Create a shard_map wrapper specifically for flash attention.

Parameters

query – Input tensors to be sharded
key – Input tensors to be sharded
value – Input tensors to be sharded
mesh – JAX device mesh
in_specs – Input partition specs (for q, k, v, and optionally mask/bias)
out_specs – Output partition spec
args (All other) – Flash attention parameters to be fixed via partial

Returns

Tuple of (shard_map_fn, call_args)

get_impl(cfg: FlashAttentionConfig)[source]#

Get kernel implementation from registry based on configuration.
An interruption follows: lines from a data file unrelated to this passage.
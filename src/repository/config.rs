use std::env;

use tracing::warn;

use crate::core::DocumentSubtype;

pub const ENV_DEFAULT_SUBTYPE: &str = "DOCDELTA_DEFAULT_SUBTYPE";
pub const ENV_STRICT_SERIALIZATION: &str = "DOCDELTA_STRICT_SERIALIZATION";

/// Repository behaviour knobs
#[derive(Debug, Clone)]
pub struct RepositoryConfig {
    /// Subtype assumed for a document column whose real type cannot be determined
    pub default_subtype: DocumentSubtype,

    /// Abort an update when a changed value cannot be serialized, instead of
    /// skipping that path
    pub strict_serialization: bool,

    /// Capture a baseline for entities created inside a transaction
    pub capture_on_create: bool,

    /// Capture baselines for every entity returned by list reads inside a transaction
    pub capture_on_list: bool,
}

impl Default for RepositoryConfig {
    fn default() -> Self {
        Self {
            default_subtype: DocumentSubtype::Jsonb,
            strict_serialization: false,
            capture_on_create: true,
            capture_on_list: true,
        }
    }
}

impl RepositoryConfig {
    pub fn new() -> Self {
        Self::default()
    }

    /// Defaults overridden by `DOCDELTA_DEFAULT_SUBTYPE` and
    /// `DOCDELTA_STRICT_SERIALIZATION`. Unparseable values are ignored with a warning.
    pub fn from_env() -> Self {
        let mut config = Self::default();

        if let Ok(raw) = env::var(ENV_DEFAULT_SUBTYPE) {
            match raw.parse::<DocumentSubtype>() {
                Ok(subtype) => config.default_subtype = subtype,
                Err(err) => warn!("Ignoring {}: {}", ENV_DEFAULT_SUBTYPE, err),
            }
        }

        if let Ok(raw) = env::var(ENV_STRICT_SERIALIZATION) {
            match parse_flag(&raw) {
                Some(flag) => config.strict_serialization = flag,
                None => warn!("Ignoring {}: '{}' is not a boolean", ENV_STRICT_SERIALIZATION, raw),
            }
        }

        config
    }

    pub fn default_subtype(mut self, subtype: DocumentSubtype) -> Self {
        self.default_subtype = subtype;
        self
    }

    pub fn strict_serialization(mut self, strict: bool) -> Self {
        self.strict_serialization = strict;
        self
    }

    pub fn capture_on_create(mut self, capture: bool) -> Self {
        self.capture_on_create = capture;
        self
    }

    pub fn capture_on_list(mut self, capture: bool) -> Self {
        self.capture_on_list = capture;
        self
    }
}

fn parse_flag(raw: &str) -> Option<bool> {
    match raw.trim().to_ascii_lowercase().as_str() {
        "1" | "true" | "yes" | "on" => Some(true),
        "0" | "false" | "no" | "off" => Some(false),
        _ => None,
    }
}
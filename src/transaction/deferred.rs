use std::fmt;
use std::sync::{Mutex, PoisonError};

use futures::future::BoxFuture;
use tracing::warn;

use crate::core::Result;

/// An action to run once its transaction commits.
pub type DeferredOp = Box<dyn FnOnce() -> BoxFuture<'static, Result<()>> + Send>;

/// FIFO of post-commit actions.
#[derive(Default)]
pub struct DeferredQueue {
    ops: Mutex<Vec<DeferredOp>>,
}

impl DeferredQueue {
    pub fn new() -> Self {
        Self::default()
    }

    pub fn push(&self, op: DeferredOp) {
        self.ops
            .lock()
            .unwrap_or_else(PoisonError::into_inner)
            .push(op);
    }

    pub fn len(&self) -> usize {
        self.ops.lock().unwrap_or_else(PoisonError::into_inner).len()
    }

    pub fn is_empty(&self) -> bool {
        self.len() == 0
    }

    /// Drops every queued action without running it.
    pub fn discard(&self) -> usize {
        let mut ops = self.ops.lock().unwrap_or_else(PoisonError::into_inner);
        let count = ops.len();
        ops.clear();
        count
    }

    /// Runs every queued action in insertion order. A failing action is logged
    /// and does not stop the rest. Returns how many failed.
    pub async fn run_all(&self, owner: &str) -> usize {
        let ops = std::mem::take(&mut *self.ops.lock().unwrap_or_else(PoisonError::into_inner));
        let mut failed = 0;
        for (position, op) in ops.into_iter().enumerate() {
            if let Err(err) = op().await {
                failed += 1;
                warn!("Deferred operation #{} of {} failed: {}", position, owner, err);
            }
        }
        failed
    }
}

impl fmt::Debug for DeferredQueue {
    fn fmt(&self, f: &mut fmt::Formatter<'_>) -> fmt::Result {
        f.debug_struct("DeferredQueue")
            .field("pending", &self.len())
            .finish()
    }
}

#[cfg(test)]
mod tests {
    use super::*;
    use crate::core::DbError;
    use futures::FutureExt;
    use std::sync::Arc;

    fn recording(log: &Arc<Mutex<Vec<u32>>>, n: u32) -> DeferredOp {
        let log = log.clone();
        Box::new(move || {
            async move {
                log.lock().unwrap().push(n);
                Ok(())
            }
            .boxed()
        })
    }

    #[tokio::test]
    async fn test_runs_in_order_and_continues_past_failures() {
        let log = Arc::new(Mutex::new(Vec::new()));
        let queue = DeferredQueue::new();
        queue.push(recording(&log, 1));
        queue.push(Box::new(|| {
            async { Err(DbError::Store("cache down".into())) }.boxed()
        }));
        queue.push(recording(&log, 3));

        assert_eq!(queue.run_all("tx_test").await, 1);
        assert_eq!(*log.lock().unwrap(), vec![1, 3]);
        assert!(queue.is_empty());
    }

    #[tokio::test]
    async fn test_discard_drops_without_running() {
        let log = Arc::new(Mutex::new(Vec::new()));
        let queue = DeferredQueue::new();
        queue.push(recording(&log, 1));
        assert_eq!(queue.discard(), 1);
        assert_eq!(queue.run_all("tx_test").await, 0);
        assert!(log.lock().unwrap().is_empty());
    }
}
use std::collections::HashMap;
use std::sync::{Arc, PoisonError, RwLock};

use async_trait::async_trait;
use tracing::{debug, warn};

use crate::core::{DataType, DocumentSubtype, Result};

/// Where column metadata comes from (a catalog query in a real database).
#[async_trait]
pub trait SchemaSource: Send + Sync {
    /// Declared type of `table.column`, or `None` when the column is unknown.
    async fn column_type(&self, table: &str, column: &str) -> Result<Option<DataType>>;
}

/// Resolves and memoizes the storage subtype of document columns.
///
/// Cloning shares the cache. Entries are keyed `"table.column"` and are
/// never evicted; they are only written after a successful lookup, so a
/// transient metadata failure is retried next time.
#[derive(Clone)]
pub struct ColumnTypeResolver {
    source: Arc<dyn SchemaSource>,
    cache: Arc<RwLock<HashMap<String, DocumentSubtype>>>,
    default_subtype: DocumentSubtype,
}

impl ColumnTypeResolver {
    pub fn new(source: Arc<dyn SchemaSource>) -> Self {
        Self {
            source,
            cache: Arc::new(RwLock::new(HashMap::new())),
            default_subtype: DocumentSubtype::default(),
        }
    }

    pub fn with_default_subtype(mut self, subtype: DocumentSubtype) -> Self {
        self.default_subtype = subtype;
        self
    }

    pub fn default_subtype(&self) -> DocumentSubtype {
        self.default_subtype
    }

    /// Subtype of `table.column`. Never fails: lookup errors and non-document
    /// columns fall back to the default subtype.
    pub async fn resolve(&self, table: &str, column: &str) -> DocumentSubtype {
        let key = cache_key(table, column);
        if let Some(subtype) = self.cached_by_key(&key) {
            return subtype;
        }

        let subtype = match self.source.column_type(table, column).await {
            Ok(Some(data_type)) => match data_type.document_subtype() {
                Some(subtype) => subtype,
                None => {
                    debug!(
                        "Column {} has type {}, using {} for document operations",
                        key, data_type, self.default_subtype
                    );
                    self.default_subtype
                }
            },
            Ok(None) => {
                debug!("Column {} not found in catalog, using {}", key, self.default_subtype);
                self.default_subtype
            }
            Err(err) => {
                warn!(
                    "Column type lookup for {} failed: {}. Falling back to {}",
                    key, err, self.default_subtype
                );
                return self.default_subtype;
            }
        };

        self.cache
            .write()
            .unwrap_or_else(PoisonError::into_inner)
            .insert(key, subtype);
        subtype
    }

    pub fn cached(&self, table: &str, column: &str) -> Option<DocumentSubtype> {
        self.cached_by_key(&cache_key(table, column))
    }

    pub fn cached_len(&self) -> usize {
        self.cache
            .read()
            .unwrap_or_else(PoisonError::into_inner)
            .len()
    }

    fn cached_by_key(&self, key: &str) -> Option<DocumentSubtype> {
        self.cache
            .read()
            .unwrap_or_else(PoisonError::into_inner)
            .get(key)
            .copied()
    }
}

fn cache_key(table: &str, column: &str) -> String {
    format!("{}.{}", table, column)
}
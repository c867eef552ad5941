use proc_macro2::TokenStream as TokenStream2;
use quote::quote;
use syn::spanned::Spanned;
use syn::{Data, DeriveInput, Fields};

use crate::attrs::{
    field_name, is_option_type, parse_document_field_options, parse_serde_field_options,
    parse_serde_rename_all,
};

pub(crate) fn expand_document(input: DeriveInput) -> syn::Result<TokenStream2> {
    let struct_name = input.ident;

    if !input.generics.params.is_empty() {
        return Err(syn::Error::new_spanned(
            input.generics,
            "Document does not support generic structs",
        ));
    }

    let rename_all = parse_serde_rename_all(&input.attrs)?;

    let named_fields = match input.data {
        Data::Struct(data) => match data.fields {
            Fields::Named(fields) => fields,
            _ => {
                return Err(syn::Error::new(
                    struct_name.span(),
                    "Document requires named fields",
                ));
            }
        },
        _ => {
            return Err(syn::Error::new(
                struct_name.span(),
                "Document can only be derived for structs",
            ));
        }
    };

    let mut field_diffs = Vec::<TokenStream2>::new();
    for field in named_fields.named {
        let ident = field
            .ident
            .clone()
            .ok_or_else(|| syn::Error::new(field.span(), "Document requires named fields"))?;
        let options = parse_document_field_options(&field.attrs)?;
        let serde_options = parse_serde_field_options(&field.attrs)?;

        if options.skip || serde_options.skip {
            continue;
        }

        if serde_options.flatten {
            return Err(syn::Error::new(
                field.span(),
                "#[serde(flatten)] fields are not supported by Document; mark the field #[diff(skip)]",
            ));
        }

        let key = match serde_options.rename {
            Some(renamed) => renamed,
            None => {
                let name = field_name(&ident);
                match rename_all {
                    Some(rule) => rule.apply(&name),
                    None => name,
                }
            }
        };

        let tokens = if options.nested && is_option_type(&field.ty) {
            quote! {
                diff.nest(
                    #key,
                    ::docdelta::diff::FieldChange::between(&self.#ident, &old.#ident),
                );
            }
        } else if options.nested {
            quote! {
                diff.nest_diff(
                    #key,
                    ::docdelta::diff::Document::diff_document(&self.#ident, &old.#ident),
                );
            }
        } else {
            quote! {
                if self.#ident != old.#ident {
                    diff.set_leaf(#key, &self.#ident);
                }
            }
        };
        field_diffs.push(tokens);
    }

    Ok(quote! {
        impl ::docdelta::diff::Document for #struct_name {
            fn diff_document(&self, old: &Self) -> ::docdelta::diff::DocumentDiff {
                let mut diff = ::docdelta::diff::DocumentDiff::new();
                #(#field_diffs)*
                diff
            }
        }
    })
}
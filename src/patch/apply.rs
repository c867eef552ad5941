//! In-process evaluation of column patches, mirroring PostgreSQL's
//! `jsonb_set` (with `create_missing`) and `||` semantics.

use serde_json::{Map, Value as JsonValue};

use super::{ColumnPatch, PatchOp};
use crate::core::{DbError, Result, Row, Value};

/// Applies every patch to `row` in order.
pub fn apply_patches(row: &mut Row, patches: &[ColumnPatch]) -> Result<()> {
    for patch in patches {
        let next = apply_op(row.get(&patch.column), &patch.op)?;
        row.insert(patch.column.clone(), next);
    }
    Ok(())
}

/// New value of a column holding `current` after `op`.
pub fn apply_op(current: Option<&Value>, op: &PatchOp) -> Result<Value> {
    match op {
        PatchOp::Assign(value) => Ok(value.clone()),
        PatchOp::Clear => Ok(Value::Null),
        PatchOp::Merge { document, .. } => {
            let base = coalesce_document(current)?;
            Ok(Value::Json(concat(base, document.clone())))
        }
        PatchOp::SetPaths { steps, .. } => {
            let mut target = coalesce_document(current)?;
            for step in steps {
                set_path(&mut target, step.path.segments(), &step.value)?;
            }
            Ok(Value::Json(target))
        }
    }
}

fn coalesce_document(current: Option<&Value>) -> Result<JsonValue> {
    match current {
        None => Ok(JsonValue::Object(Map::new())),
        Some(value) if value.is_null() => Ok(JsonValue::Object(Map::new())),
        Some(Value::Json(json)) => Ok(json.clone()),
        Some(Value::Text(raw)) => serde_json::from_str(raw).map_err(Into::into),
        Some(other) => Err(DbError::TypeMismatch(format!(
            "cannot apply a document patch to a {} value",
            other.type_name()
        ))),
    }
}

fn concat(left: JsonValue, right: JsonValue) -> JsonValue {
    match (left, right) {
        (JsonValue::Object(mut base), JsonValue::Object(overlay)) => {
            base.extend(overlay);
            JsonValue::Object(base)
        }
        (JsonValue::Array(mut base), JsonValue::Array(tail)) => {
            base.extend(tail);
            JsonValue::Array(base)
        }
        (JsonValue::Array(mut base), other) => {
            base.push(other);
            JsonValue::Array(base)
        }
        (other, JsonValue::Array(tail)) => {
            let mut items = Vec::with_capacity(tail.len() + 1);
            items.push(other);
            items.extend(tail);
            JsonValue::Array(items)
        }
        (left, right) => JsonValue::Array(vec![left, right]),
    }
}

fn set_path(target: &mut JsonValue, path: &[String], value: &JsonValue) -> Result<()> {
    if !target.is_object() && !target.is_array() {
        return Err(DbError::TypeMismatch("cannot set path in scalar".to_string()));
    }
    set_in(target, path, 0, value)
}

fn set_in(node: &mut JsonValue, path: &[String], level: usize, value: &JsonValue) -> Result<()> {
    let Some(segment) = path.get(level) else {
        return Ok(());
    };
    let last = level + 1 == path.len();

    match node {
        JsonValue::Object(fields) => {
            if last {
                fields.insert(segment.clone(), value.clone());
                return Ok(());
            }
            // A missing intermediate key leaves the document untouched.
            match fields.get_mut(segment) {
                Some(child) => set_in(child, path, level + 1, value),
                None => Ok(()),
            }
        }
        JsonValue::Array(items) => {
            let index: i64 = segment.parse().map_err(|_| {
                DbError::TypeMismatch(format!(
                    "path element at position {} is not an integer: \"{}\"",
                    level + 1,
                    segment
                ))
            })?;
            let len = items.len() as i64;
            let resolved = if index < 0 { len + index } else { index };

            if (0..len).contains(&resolved) {
                let slot = &mut items[resolved as usize];
                if last {
                    *slot = value.clone();
                    return Ok(());
                }
                return set_in(slot, path, level + 1, value);
            }

            if last {
                if resolved < 0 {
                    items.insert(0, value.clone());
                } else {
                    items.push(value.clone());
                }
            }
            Ok(())
        }
        // Scalars below the root cannot be descended into.
        _ => Ok(()),
    }
}
/// Patch tests
///
/// Compilation of change-sets into column patches, their SQL rendering and
/// their in-memory evaluation.
/// Run with: cargo test --test patch_tests
mod common;

use common::{Service, memory_store, service, status};
use docdelta::core::{DocumentSubtype, Value};
use docdelta::diff::{Diffable, Entity};
use docdelta::patch::{
    ColumnTypeResolver, PatchCompiler, PatchDialect, PatchOp, PostgresDialect, apply_patches,
};
use serde_json::json;

async fn compiler() -> (std::sync::Arc<docdelta::storage::MemoryStore>, PatchCompiler) {
    let store = memory_store().await;
    let resolver = ColumnTypeResolver::new(store.clone());
    (store, PatchCompiler::new(resolver))
}

#[tokio::test]
async fn test_leaf_patch_preserves_sibling_data() {
    let (_, compiler) = compiler().await;
    let old = service("whatsapp");
    let mut new = old.clone();
    if let Some(data) = new.data.as_mut() {
        data.status = Some(status("CONNECTED", "NORMAL", true));
    }

    let patches = compiler
        .compile(Service::table_name(), Service::columns(), &new.diff(&old))
        .await
        .unwrap();
    assert_eq!(patches.len(), 1);
    assert_eq!(patches[0].column, "data");

    let mut row = old.to_row().unwrap();
    apply_patches(&mut row, &patches).unwrap();
    assert_eq!(
        row["data"].as_json().cloned(),
        Some(json!({
            "phoneNumber": "5511999999999",
            "status": {"mode": "CONNECTED", "state": "NORMAL", "started": true},
            "tags": ["whatsapp"]
        }))
    );
}

#[tokio::test]
async fn test_whole_document_merges_over_empty_column() {
    let (_, compiler) = compiler().await;
    let mut old = service("whatsapp");
    old.settings = None;
    let mut new = old.clone();
    new.settings = Some(json!({"a": 1, "b": 2}));

    let patches = compiler
        .compile(Service::table_name(), Service::columns(), &new.diff(&old))
        .await
        .unwrap();
    assert_eq!(
        patches[0].op,
        PatchOp::Merge {
            subtype: DocumentSubtype::Json,
            document: json!({"a": 1, "b": 2}),
        }
    );

    let mut row = old.to_row().unwrap();
    apply_patches(&mut row, &patches).unwrap();
    assert_eq!(row["settings"], Value::Json(json!({"a": 1, "b": 2})));
}

#[tokio::test]
async fn test_cleared_document_becomes_null() {
    let (_, compiler) = compiler().await;
    let old = service("whatsapp");
    let mut new = old.clone();
    new.data = None;

    let patches = compiler
        .compile(Service::table_name(), Service::columns(), &new.diff(&old))
        .await
        .unwrap();
    assert_eq!(patches[0].op, PatchOp::Clear);

    let mut args = Vec::new();
    assert_eq!(
        PostgresDialect.render_assignment(&patches[0], &mut args),
        "\"data\" = NULL"
    );
    assert!(args.is_empty());
}

#[tokio::test]
async fn test_rendered_sql_for_json_and_jsonb_columns() {
    let (_, compiler) = compiler().await;
    let mut old = service("whatsapp");
    old.settings = Some(json!({"webhook": {"url": "a"}}));
    let mut new = old.clone();
    new.settings = Some(json!({"webhook": {"url": "b"}}));
    if let Some(data) = new.data.as_mut() {
        data.status = Some(status("CONNECTED", "NORMAL", true));
    }

    let patches = compiler
        .compile(Service::table_name(), Service::columns(), &new.diff(&old))
        .await
        .unwrap();
    let fragment = PostgresDialect.render_update("services", "id", &Value::Uuid(old.id), &patches);

    assert_eq!(
        fragment.sql,
        "UPDATE \"services\" SET \
         \"data\" = jsonb_set(COALESCE(\"data\"::jsonb, '{}'::jsonb), '{status,mode}', $1::jsonb, true), \
         \"settings\" = (jsonb_set(COALESCE(\"settings\"::jsonb, '{}'::jsonb), '{webhook,url}', $2::jsonb, true))::json \
         WHERE \"id\" = $3 RETURNING *"
    );
    assert_eq!(
        fragment.args,
        vec![
            Value::Json(json!("CONNECTED")),
            Value::Json(json!("b")),
            Value::Uuid(old.id),
        ]
    );
}

#[tokio::test]
async fn test_column_types_are_looked_up_once() {
    let (store, compiler) = compiler().await;
    let old = service("whatsapp");
    let mut new = old.clone();
    if let Some(data) = new.data.as_mut() {
        data.tags.push("vip".into());
    }
    let changes = new.diff(&old);

    for _ in 0..3 {
        compiler
            .compile(Service::table_name(), Service::columns(), &changes)
            .await
            .unwrap();
    }
    assert_eq!(store.schema_lookups(), 1);
    assert_eq!(
        compiler.resolver().cached("services", "data"),
        Some(DocumentSubtype::Jsonb)
    );
}

#[tokio::test]
async fn test_failed_schema_lookup_falls_back_without_caching() {
    let (store, compiler) = compiler().await;
    store.fail_schema_lookups(true);

    let mut old = service("whatsapp");
    old.settings = Some(json!({"retries": 1}));
    let mut new = old.clone();
    new.settings = Some(json!({"retries": 2}));
    let changes = new.diff(&old);

    let patches = compiler
        .compile(Service::table_name(), Service::columns(), &changes)
        .await
        .unwrap();
    assert_eq!(patches[0].op.subtype(), Some(DocumentSubtype::Jsonb));
    assert_eq!(compiler.resolver().cached("services", "settings"), None);

    store.fail_schema_lookups(false);
    let patches = compiler
        .compile(Service::table_name(), Service::columns(), &changes)
        .await
        .unwrap();
    assert_eq!(patches[0].op.subtype(), Some(DocumentSubtype::Json));
    assert_eq!(store.schema_lookups(), 2);
}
Parameters: cfg – Configuration specifying platform and backend
Returns: Callable kernel implementation
Raises: ValueError – If no matching implementation is found

heuristic_cfg(inv: Invocation[FlashAttentionConfig, Array]) → FlashAttentionConfig[source]#

Provide default configuration based on invocation context.

Selects optimal block sizes based on sequence length and head dimension.

Parameters: inv – Invocation object with arguments and metadata
Returns: Default configuration with block sizes

heuristic_cfg_gpu(inv: Invocation[FlashAttentionConfig, Array]) → FlashAttentionConfig[source]#

Provide default configuration based on invocation context.

Selects optimal block sizes based on sequence length and head dimension.

Parameters: inv – Invocation object with arguments and metadata
Returns: Default configuration with block sizes

heuristic_cfg_tpu(inv: Invocation[FlashAttentionConfig, Array]) → FlashAttentionConfig[source]#

Provide default configuration based on invocation context.

Selects optimal block sizes based on sequence length and head dimension.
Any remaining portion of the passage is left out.